*** MATERIAL SHOWN Section Begins ***

use crate::config::UNKNOWN_BENCHMARK;
use crate::core::benchmarks::WeatherAdjustedBenchmark;
use crate::input::RawBuilding;
use indexmap::{IndexMap, IndexSet};
use serde::{Deserialize, Serialize};
use std::sync::Arc;
use tracing::{debug, instrument, warn};

/// Lookup from a free-text building use onto the name of the benchmark it belongs to.
#[derive(Clone, Debug, Default, Deserialize, PartialEq, Serialize)]
#[serde(transparent)]
pub struct UseMapping(IndexMap<String, String>);

impl UseMapping {
    /// Maps `building_use` onto `category`, returning the category it was previously mapped onto.
    pub fn insert(&mut self, building_use: &str, category: &str) -> Option<String> {
        self.0
            .insert(building_use.to_string(), category.to_string())
    }

    pub fn category_for(&self, building_use: &str) -> Option<&str> {
        self.0.get(building_use).map(String::as_str)
    }

    pub fn len(&self) -> usize {
        self.0.len()
    }

    pub fn is_empty(&self) -> bool {
        self.0.is_empty()
    }

    /// The benchmark for `building_use`, falling back to the unknown benchmark when the use is
    /// absent or unmapped.
    pub fn benchmark_for(&self, building_use: Option<&str>) -> &str {
        building_use
            .and_then(|building_use| self.category_for(building_use))
            .unwrap_or(UNKNOWN_BENCHMARK)
    }
}

impl<K: Into<String>, V: Into<String>> FromIterator<(K, V)> for UseMapping {
    fn from_iter<T: IntoIterator<Item = (K, V)>>(iter: T) -> Self {
        Self(
            iter.into_iter()
                .map(|(building_use, category)| (building_use.into(), category.into()))
                .collect(),
        )
    }
}

/// A building joined onto the benchmark for its use.
#[derive(Clone, Debug, PartialEq)]
pub struct BenchmarkedBuilding {
    pub building: RawBuilding,
    pub benchmark: String,
    /// `None` when no benchmark row exists with the name in `benchmark`, and always `None` for the
    /// unknown benchmark.
    pub benchmark_row: Option<Arc<WeatherAdjustedBenchmark>>,
}

impl BenchmarkedBuilding {
    pub fn is_unknown(&self) -> bool {
        self.benchmark == UNKNOWN_BENCHMARK
    }
}

/// Left joins every building onto its benchmark via its primary use.
#[instrument(skip_all)]
pub fn match_benchmarks(
    buildings: Vec<RawBuilding>,
    uses: &UseMapping,
    benchmarks: &[WeatherAdjustedBenchmark],
) -> Vec<BenchmarkedBuilding> {
    let benchmarks_by_name = index_benchmarks(benchmarks);

    let matched: Vec<BenchmarkedBuilding> = buildings
        .into_iter()
        .map(|building| {
            let benchmark = uses.benchmark_for(building.use1.as_deref()).to_string();
            // the unknown benchmark never carries intensities, even if the table has a row for it
            let benchmark_row = if benchmark == UNKNOWN_BENCHMARK {
                None
            } else {
                benchmarks_by_name.get(&benchmark).cloned()
            };

            BenchmarkedBuilding {
                building,
                benchmark,
                benchmark_row,
            }
        })
        .collect();

    debug!(
        "{} of {} buildings have an unknown benchmark",
        matched.iter().filter(|building| building.is_unknown()).count(),
        matched.len()
    );

    matched
}

fn index_benchmarks(
    benchmarks: &[WeatherAdjustedBenchmark],
) -> IndexMap<String, Arc<WeatherAdjustedBenchmark>> {
    let mut benchmarks_by_name = IndexMap::with_capacity(benchmarks.len());
    for benchmark in benchmarks {
        if benchmarks_by_name.contains_key(&benchmark.name) {
            warn!(
                "Benchmark '{}' appears more than once, only its first row is used",
                benchmark.name
            );
            continue;
        }
        benchmarks_by_name.insert(benchmark.name.clone(), Arc::new(benchmark.clone()));
    }

    benchmarks_by_name
}

/// Distinct primary uses of buildings which could not be matched to a benchmark, in the order they
/// were first encountered.
pub fn unknown_benchmark_uses(buildings: &[BenchmarkedBuilding]) -> Vec<String> {
    buildings
        .iter()
        .filter(|building| building.is_unknown())
        .filter_map(|building| building.building.use1.clone())
        .collect::<IndexSet<_>>()
        .into_iter()
        .collect()
}

#[cfg(test)]
mod tests {
    use super::*;
    use pretty_assertions::assert_eq;
    use rstest::*;

    #[fixture]
    fn uses() -> UseMapping {
        UseMapping::from_iter([
            ("OFFICE (OVER 1000 M2)", "General office"),
            ("SHOP", "General retail"),
            ("CHURCH", "None"),
        ])
    }

    #[fixture]
    fn benchmarks() -> Vec<WeatherAdjustedBenchmark> {
        vec![
            WeatherAdjustedBenchmark {
                name: "General office".to_string(),
                typical_area_m2: Some(200.),
                area_upper_bound_m2: Some(300.),
                typical_fossil_fuel_kwh_per_m2y: Some(104.572),
                ..Default::default()
            },
            WeatherAdjustedBenchmark {
                name: "None".to_string(),
                ..Default::default()
            },
        ]
    }

    fn building(property_no: &str, use1: Option<&str>) -> RawBuilding {
        RawBuilding {
            property_no: property_no.to_string(),
            use1: use1.map(str::to_string),
            total_sqm: Some(100.),
            ..Default::default()
        }
    }

    #[rstest]
    fn should_join_buildings_onto_their_benchmark(
        uses: UseMapping,
        benchmarks: Vec<WeatherAdjustedBenchmark>,
    ) {
        let matched = match_benchmarks(
            vec![building("1", Some("OFFICE (OVER 1000 M2)"))],
            &uses,
            &benchmarks,
        );

        assert_eq!(matched[0].benchmark, "General office");
        assert_eq!(
            matched[0].benchmark_row.as_deref(),
            Some(&benchmarks[0])
        );
    }

    #[rstest]
    fn should_assign_unknown_to_unmapped_and_missing_uses(
        uses: UseMapping,
        benchmarks: Vec<WeatherAdjustedBenchmark>,
    ) {
        let matched = match_benchmarks(
            vec![building("1", Some("LIGHTHOUSE")), building("2", None)],
            &uses,
            &benchmarks,
        );

        assert_eq!(matched.len(), 2);
        assert!(matched.iter().all(BenchmarkedBuilding::is_unknown));
        assert!(matched.iter().all(|b| b.benchmark_row.is_none()));
    }

    #[rstest]
    fn should_not_join_unknown_benchmark_onto_a_table_row(uses: UseMapping) {
        let benchmarks = vec![WeatherAdjustedBenchmark {
            name: "Unknown".to_string(),
            typical_electricity_kwh_per_m2y: Some(100.),
            ..Default::default()
        }];

        let matched = match_benchmarks(vec![building("1", Some("LIGHTHOUSE"))], &uses, &benchmarks);

        assert!(matched[0].is_unknown());
        assert_eq!(matched[0].benchmark_row, None);
    }

    #[rstest]
    fn should_keep_buildings_whose_benchmark_has_no_row(
        uses: UseMapping,
        benchmarks: Vec<WeatherAdjustedBenchmark>,
    ) {
        let matched = match_benchmarks(vec![building("1", Some("SHOP"))], &uses, &benchmarks);

        assert_eq!(matched[0].benchmark, "General retail");
        assert_eq!(matched[0].benchmark_row, None);
        assert!(!matched[0].is_unknown());
    }

    #[rstest]
    fn should_use_first_row_of_repeated_benchmarks(uses: UseMapping) {
        let benchmarks = vec![
            WeatherAdjustedBenchmark {
                name: "General office".to_string(),
                typical_area_m2: Some(1.),
                ..Default::default()
            },
            WeatherAdjustedBenchmark {
                name: "General office".to_string(),
                typical_area_m2: Some(2.),
                ..Default::default()
            },
        ];
        let matched = match_benchmarks(
            vec![building("1", Some("OFFICE (OVER 1000 M2)"))],
            &uses,
            &benchmarks,
        );

        assert_eq!(
            matched[0].benchmark_row.as_ref().unwrap().typical_area_m2,
            Some(1.)
        );
    }

    #[rstest]
    fn should_list_each_unknown_use_once_in_order_seen(
        uses: UseMapping,
        benchmarks: Vec<WeatherAdjustedBenchmark>,
    ) {
        let matched = match_benchmarks(
            vec![
                building("1", Some("LIGHTHOUSE")),
                building("2", Some("SHOP")),
                building("3", Some("BANDSTAND")),
                building("4", None),
                building("5", Some("LIGHTHOUSE")),
            ],
            &uses,
            &benchmarks,
        );

        assert_eq!(
            unknown_benchmark_uses(&matched),
            vec!["LIGHTHOUSE", "BANDSTAND"]
        );
    }
}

*** MATERIAL SHOWN Section Ends ***

AIM OF THE EXERCISE:
Go through the entries above and report every line in which the word "collect" appears.

YOUR RESPONSE:
                .collect(),
        .collect();
        .collect::<IndexSet<_>>()
        .collect()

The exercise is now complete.